2. This is a reference to the decapitation of Princesse de Lamballe, friend of Marie Antoinette. Lurid but unsubstantiated reports stated that her severed head was taken to a hairdresser in order to restore her recognizable hairstyle.
3. Marie Antoinette was known as Widow Capet after Louis XVI was executed.
4. The massacre of Huguenots (Protestants) instigated by the French government in 1572.
5. Bullets that expand on impact, causing greater damage. First banned by the Hague Conventions of 1899.

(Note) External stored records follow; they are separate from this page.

use std::path::PathBuf;
use std::process::ExitCode;
use std::sync::Arc;
use std::sync::atomic::{AtomicBool, Ordering};
use std::time::{Duration, Instant};

use clap::{Parser, Subcommand};
use tokio::io::{AsyncBufReadExt, BufReader};
use tracing_subscriber::EnvFilter;

use barista_call::voice::{
    CloudSynthesizer, Microphone, MicrophoneRecognizer, PlaybackControl, SpeakOptions,
    SpeechToText, decode_mp3, play_blocking, rms_energy, samples_to_wav, tone,
};
use barista_call::{
    CallControl, CallSession, CallState, Config, ConnectionStatus, ResponseCoordinator, Role, SpeechInput,
    SpeechOutput, Transport, WsTransport,
};

/// Barista - talk to a coffee-recommendation assistant
#[derive(Parser)]
#[command(name = "barista", version, about)]
struct Cli {
    /// Config file (defaults to ~/.config/barista/config.toml)
    #[arg(short, long, env = "BARISTA_CONFIG")]
    config: Option<PathBuf>,

    /// Assistant websocket URL
    #[arg(long)]
    server_url: Option<String>,

    /// Your name, used in the greeting
    #[arg(short, long)]
    name: Option<String>,

    /// Increase verbosity (-v, -vv, -vvv)
    #[arg(short, long, action = clap::ArgAction::Count)]
    verbose: u8,

    #[command(subcommand)]
    command: Option<Command>,
}

#[derive(Subcommand)]
enum Command {
    /// Start a voice call (default)
    Call,
    /// Send one text query and print the reply
    Ask {
        /// Query text
        text: String,
        /// Also speak the reply
        #[arg(long)]
        speak: bool,
    },
    /// Test microphone input
    TestMic {
        /// Duration in seconds
        #[arg(short, long, default_value = "5")]
        duration: u64,
    },
    /// Test speaker output
    TestSpeaker,
    /// Test TTS output
    TestTts {
        /// Text to speak
        #[arg(default_value = "Hello! This is a test of the text to speech system.")]
        text: String,
    },
    /// List voices offered by the TTS provider
    Voices,
}

#[tokio::main]
async fn main() -> ExitCode {
    let cli = Cli::parse();

    // Set up logging based on verbosity
    let filter = match cli.verbose {
        0 => "info,barista_call=info",
        1 => "info,barista_call=debug",
        2 => "debug",
        _ => "trace",
    };

    tracing_subscriber::fmt()
        .with_env_filter(EnvFilter::new(filter))
        .init();

    match run(cli).await {
        Ok(()) => ExitCode::SUCCESS,
        Err(e) => {
            tracing::error!("fatal: {e}");
            ExitCode::FAILURE
        }
    }
}

async fn run(cli: Cli) -> anyhow::Result<()> {
    let mut config = Config::load(cli.config.as_deref())?;
    if let Some(url) = &cli.server_url {
        config = config.with_server_url(url)?;
    }
    if let Some(name) = &cli.name {
        config = config.with_caller_name(name);
    }
    tracing::debug!(?config, "loaded configuration");

    match cli.command.unwrap_or(Command::Call) {
        Command::Call => call(config).await,
        Command::Ask { text, speak } => ask(&config, &text, speak).await,
        Command::TestMic { duration } => tokio::task::spawn_blocking(move || test_mic(duration))
            .await
            .map_err(|e| anyhow::anyhow!("microphone test panicked: {e}"))?,
        Command::TestSpeaker => test_speaker().await,
        Command::TestTts { text } => test_tts(&config, &text).await,
        Command::Voices => list_voices(&config),
    }
}

fn build_output(config: &Config) -> anyhow::Result<Arc<SpeechOutput>> {
    let tts = config.text_to_speech()?;
    Ok(Arc::new(SpeechOutput::new(Arc::new(CloudSynthesizer::new(
        tts,
    )))))
}

fn build_input(config: &Config) -> anyhow::Result<Arc<SpeechInput>> {
    let stt: SpeechToText = config.speech_to_text()?;
    let recognizer = MicrophoneRecognizer::with_timeout(stt, config.voice.transcription_timeout);
    Ok(Arc::new(
        SpeechInput::new(Arc::new(recognizer)).with_min_confidence(config.voice.min_confidence),
    ))
}

fn build_transport(config: &Config) -> Arc<dyn Transport> {
    Arc::new(WsTransport::with_policy(
        config.server.url.clone(),
        config.server.reconnect,
    ))
}

/// Run a voice call until hang-up (`q` or Ctrl-C)
async fn call(config: Config) -> anyhow::Result<()> {
    let output = build_output(&config)?;
    let input = build_input(&config)?;
    let transport = build_transport(&config);
    let coordinator = ResponseCoordinator::new(transport, output);

    tracing::info!(url = %config.server.url, "calling assistant");
    let assistant = config.call.assistant_name.clone();
    let session = CallSession::start(Arc::clone(&coordinator), input, config.call)?;

    // Entering `listening` arms the microphone unless muted
    let muted = Arc::new(AtomicBool::new(false));
    let status_assistant = assistant.clone();
    let status_muted = Arc::clone(&muted);
    session.state_changes().subscribe(move |state: &CallState| {
        let listening = *state == CallState::Listening && !status_muted.load(Ordering::SeqCst);
        println!("[{}]", state.status_message(&status_assistant, listening));
    });
    let speaker_assistant = assistant.clone();
    session.on_conversation(move |message| {
        let speaker = match message.role {
            Role::User => "You",
            Role::Assistant => speaker_assistant.as_str(),
        };
        println!("{speaker}: {}", message.text);
    });
    coordinator.on_response(move |reply| {
        println!("{assistant}: {}", reply.message);
        for product in &reply.products {
            println!(
                "  • {} ({}, {} roast) {:.2} [{}% match]",
                product.name,
                product.category,
                product.roast_level,
                product.price,
                product.relevance_percent()
            );
            if !product.reason.is_empty() {
                println!("    {}", product.reason);
            }
        }
    });
    coordinator
        .transport()
        .status_changes()
        .subscribe(|status: &ConnectionStatus| {
            if *status == ConnectionStatus::Error {
                println!("[connection to assistant failed]");
            }
        });

    print_controls();
    let mut lines = BufReader::new(tokio::io::stdin()).lines();
    loop {
        tokio::select! {
            signal = tokio::signal::ctrl_c() => {
                signal?;
                break;
            }
            line = lines.next_line() => {
                let Some(line) = line? else {
                    // No terminal input; only Ctrl-C can hang up
                    tokio::signal::ctrl_c().await?;
                    break;
                };
                match CallControl::parse(&line) {
                    Some(CallControl::HangUp) => break,
                    Some(CallControl::ToggleMute) => {
                        let now_muted = session.toggle_mute().await;
                        muted.store(now_muted, Ordering::SeqCst);
                        println!("[{}]", if now_muted { "muted" } else { "unmuted" });
                    }
                    Some(control) => session.control(control).await,
                    None if line.trim().is_empty() => {}
                    None => print_controls(),
                }
            }
        }
    }

    println!("\nHanging up...");
    session.end_call().await;
    Ok(())
}

fn print_controls() {
    println!("Controls (type a key, then Enter; Ctrl-C also hangs up):");
    for control in CallControl::ALL {
        println!("  {control}");
    }
    println!();
}

/// Send a single text query and print the reply
async fn ask(config: &Config, text: &str, speak: bool) -> anyhow::Result<()> {
    let output = if speak {
        build_output(config)?
    } else {
        Arc::new(SpeechOutput::unsupported())
    };
    let coordinator = ResponseCoordinator::new(build_transport(config), output);

    let (tx, mut rx) = tokio::sync::mpsc::unbounded_channel();
    coordinator.on_response(move |reply| {
        let _ = tx.send(reply.clone());
    });

    coordinator.connect().await?;
    coordinator.send_query(text)?;

    let reply = tokio::time::timeout(Duration::from_secs(60), rx.recv())
        .await
        .map_err(|_| anyhow::anyhow!("no reply within 60 seconds"))?
        .ok_or_else(|| anyhow::anyhow!("connection closed before a reply arrived"))?;

    println!("{}", reply.message);
    for product in &reply.products {
        println!(
            "  • {} {:.2} [{}% match] {}",
            product.name,
            product.price,
            product.relevance_percent(),
            product.url
        );
    }

    if speak {
        // The coordinator already started speaking the reply
        while coordinator.output().is_speaking() {
            tokio::time::sleep(Duration::from_millis(100)).await;
        }
    }

    coordinator.disconnect();
    Ok(())
}

/// Test microphone input
fn test_mic(duration: u64) -> anyhow::Result<()> {
    println!("Testing microphone for {duration} seconds...");
    println!("Speak into your microphone!\n");

    let (mic, chunks) = Microphone::open()?;
    println!("Sample rate: {} Hz", mic.sample_rate());
    println!("---");

    let mut recorded = Vec::new();
    for i in 0..duration {
        let deadline = Instant::now() + Duration::from_secs(1);
        let mut second = Vec::new();
        while let Some(left) = deadline.checked_duration_since(Instant::now()) {
            match chunks.recv_timeout(left) {
                Ok(chunk) => second.extend_from_slice(&chunk),
                Err(std::sync::mpsc::RecvTimeoutError::Timeout) => break,
                Err(std::sync::mpsc::RecvTimeoutError::Disconnected) => {
                    anyhow::bail!("microphone stream closed")
                }
            }
        }

        let energy = rms_energy(&second);
        let peak = second.iter().map(|s| s.abs()).fold(0.0f32, f32::max);

        // Visual meter
        #[allow(clippy::cast_possible_truncation, clippy::cast_sign_loss)]
        let meter_len = (energy * 100.0).min(50.0) as usize;
        let meter: String = "█".repeat(meter_len) + &" ".repeat(50 - meter_len);

        println!(
            "[{:2}s] RMS: {:.4} | Peak: {:.4} | [{}]",
            i + 1,
            energy,
            peak,
            meter
        );
        recorded.extend(second);
    }

    let wav = samples_to_wav(&recorded, mic.sample_rate())?;
    drop(mic);

    println!("\n---");
    println!("Captured {} samples ({} bytes as WAV)", recorded.len(), wav.len());
    println!("If you saw movement in the meter, your mic is working!");
    println!("If RMS stayed near 0, check:");
    println!("  1. Is your mic plugged in?");
    println!("  2. Run: pactl info | grep 'Default Source'");
    println!("  3. Run: arecord -l (to list devices)");

    Ok(())
}

/// Test speaker output with a sine wave
async fn test_speaker() -> anyhow::Result<()> {
    println!("Testing speaker output...");
    println!("You should hear a 440Hz tone for 2 seconds\n");

    let clip = tone(440.0, Duration::from_secs(2), 24_000);
    println!(
        "Playing {} samples at {} Hz...",
        clip.samples.len(),
        clip.sample_rate
    );

    let control = Arc::new(PlaybackControl::new(1.0));
    tokio::task::spawn_blocking(move || play_blocking(&clip, &control)).await??;

    println!("\n---");
    println!("If you heard the tone, your speakers are working!");
    println!("If you didn't hear anything, check:");
    println!("  1. Run: pactl info | grep 'Default Sink'");
    println!("  2. Run: pactl list sinks short");

    Ok(())
}

/// Test TTS output
async fn test_tts(config: &Config, text: &str) -> anyhow::Result<()> {
    println!("Testing TTS with text: \"{text}\"\n");

    let tts = config.text_to_speech()?;
    let options = SpeakOptions::reply();

    println!("Synthesizing speech with {:?}...", tts.provider());
    let mp3_data = tts.synthesize(text, None, options.rate).await?;
    println!("Got {} bytes of audio data", mp3_data.len());

    let clip = decode_mp3(&mp3_data)?;
    println!(
        "Playing {:.1}s of audio...",
        clip.duration().as_secs_f32()
    );
    let control = Arc::new(PlaybackControl::new(options.volume));
    tokio::task::spawn_blocking(move || play_blocking(&clip, &control)).await??;

    println!("\n---");
    println!("If you heard the speech, TTS is working!");

    Ok(())
}

/// List voices offered by the configured TTS provider
fn list_voices(config: &Config) -> anyhow::Result<()> {
    let output = build_output(config)?;
    let best = output.best_english_voice();

    for voice in output.voices() {
        let marker = if best.as_ref().is_some_and(|b| b.id == voice.id) {
            "*"
        } else {
            " "
        };
        println!("{marker} {:<24} {:<8} {}", voice.id, voice.lang, voice.name);
    }

    Ok(())
}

6. Stories of atrocities in Belgium, real or alleged, were used to stir anti-German sentiment.
7. Victor Kravchenko, the noted Soviet defector to the US and writer of I Choose Freedom, a classic in the genre of sentimental bourgeois defector memoirs. In 1949 Kravchenko sued the French Communist Party for libel. The case was dubbed “The Trial of the Century”.
8. A reference to the massacre of Polish officers, which the Germans and Russians accused each other of committing.
9. Neumann was arrested April 27, 1937 as part of Stalin’s campaign against German communists and sentenced to death by the Military Collegium of the Supreme Court of the Soviet Union on November 26, 1937. He was shot the same day.
10. Margarete Buber-Neumann‘s autobiography, As Prisoner of Hitler and Stalin, was published in 1949.